A variety of beautiful produce is grown in and around this area with a growing trend towards organic. I bought a bag of Macadamia nuts yesterday directly from a growers farm shop, the owner took the time to talk me through the unique process they use to grow their organic macadamias which are creamy and delicious straight from the shell. The drive has been a good chance for our daughter to see crops such as corn, sugarcane, macadamias and bananas grown on a large scale together with oyster and honey farms. On the way up we drove past several of The Big Things, one of which was The Big Banana which reminded me of this wonderfully moist Banana Cake which I recently made.

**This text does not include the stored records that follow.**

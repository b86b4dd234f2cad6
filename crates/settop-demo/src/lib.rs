//! A terminal demo for settop: three scenes driven by a keyboard standing in
//! for a remote control.

use std::rc::Rc;

use settop::{App, error::Result, key::KeyMap, model::Model};

pub mod scenes;

/// Build the demo application with every scene registered, in `lang`, with
/// the welcome scene active.
pub fn build(keys: KeyMap, lang: &str) -> Result<App> {
    let prefs = Rc::new(Model::new(scenes::PREFERENCES));
    let mut app = App::new(keys);
    app.add_scene("welcome", scenes::Welcome::new(prefs.clone()))?;
    app.add_scene("info", scenes::Info::new(prefs))?;
    app.add_scene("feeds", scenes::Feeds::new())?;
    app.set_lang(lang)?;
    app.go("welcome")?;
    Ok(app)
}

#[cfg(test)]
mod tests {
    use settop::{SceneState, key::RemoteKey, testing::harness::Harness};

    use super::*;

    /// The demo app in a harness.
    fn harness(lang: &str) -> Result<Harness> {
        Ok(Harness {
            app: build(KeyMap::default(), lang)?,
        })
    }

    /// Label of the first element named `name`, hidden or not.
    fn label(h: &Harness, name: &str) -> Option<String> {
        let tree = h.app.tree();
        let el = tree.find(tree.root(), name)?;
        tree.get(el).map(|e| e.label().to_string())
    }

    #[test]
    fn menu_and_back() -> Result<()> {
        let mut h = harness("en")?;
        assert_eq!(h.focused_name().as_deref(), Some("info"));
        h.press(RemoteKey::Enter)?;
        assert_eq!(h.current().as_deref(), Some("info"));
        assert_eq!(h.focused_name().as_deref(), Some("back"));
        h.press(RemoteKey::Enter)?;
        assert_eq!(h.current().as_deref(), Some("welcome"));
        h.press(RemoteKey::Return)?;
        assert!(h.app.exit_requested());
        Ok(())
    }

    #[test]
    fn pin_is_stored_masked() -> Result<()> {
        let mut h = harness("en")?;
        h.press_all(&[RemoteKey::Down, RemoteKey::Down])?;
        assert_eq!(h.focused_name().as_deref(), Some("pin"));
        h.press_all(&[RemoteKey::Digit(4), RemoteKey::Digit(2), RemoteKey::Enter])?;
        assert_eq!(h.value_of("pin").as_deref(), Some(""));
        h.press(RemoteKey::Red)?;
        assert_eq!(h.current().as_deref(), Some("info"));
        assert_eq!(label(&h, "pin_mask").as_deref(), Some("PIN **"));
        Ok(())
    }

    #[test]
    fn channels_load_and_cancel() -> Result<()> {
        let mut h = harness("de")?;
        assert_eq!(label(&h, "title").as_deref(), Some("Willkommen"));
        h.press(RemoteKey::Green)?;
        assert_eq!(label(&h, "status").as_deref(), Some("Lädt..."));
        h.wait(800)?;
        assert_eq!(h.app.router().pending("feeds"), 2);
        h.press(RemoteKey::Return)?;
        assert_eq!(h.app.router().pending("feeds"), 0);
        h.wait(1000)?;
        assert_eq!(label(&h, "status").as_deref(), Some("Lädt..."));
        assert_eq!(h.app.router().state("feeds"), Some(SceneState::Inactive));

        h.press(RemoteKey::Green)?;
        h.wait(1200)?;
        assert_eq!(label(&h, "status").as_deref(), Some("Sender wählen"));
        assert_eq!(h.focused_name().as_deref(), Some("news"));
        Ok(())
    }
}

Of course the original recipe with frosting is to die for but for me probably should be left for special occasions or treats. This cake is so fluffy and moist, due to its unusual method of cooking at a low temperature then putting the cooked cake straight into the freezer for 45mins after baking, that it is fine just dusted with a little icing sugar when cooled. I had mine with some fresh mulberries from our tree. When it’s just the three of us I cook a smaller cake reducing the quantity by a third and using a 20 cm square cake tin. For ease the quantities I used follow. I hope you love it as much as we do.


1/2 cup unsalted butter
11/3 cups + 1 tbsp sugar
2 large eggs
1 tsp vanilla
2 cups plain flour
1 tsp baking soda
Pinch of salt
1 cup buttermilk
1 tsp fresh lemon juice
1 cup very ripe banana – mashed
Icing sugar


1. Preheat oven to 275 degrees. Spray a 20cm square cake tin with nonstick cooking spray and set aside.
2. Mix mashed bananas with lemon juice and set aside.
3. Whisk together flour, baking soda and salt in a small bowl and set aside.
4. In a large bowl, using an electric mixer, cream together butter and sugar until light and fluffy, about 3 minutes. Add the eggs one at a time. Stir in vanilla. Beat in the flour mixture alternately with the buttermilk, starting and ending with the flour. Add the bananas and mix just until evenly distributed. Spread batter into prepared pan.
3. Bake in preheated oven for about 1 hour or until a toothpick inserted into the center of the cake comes out clean. Remove from oven and place immediately into freezer for 45 minutes.
4. Dust cake with icing sugar.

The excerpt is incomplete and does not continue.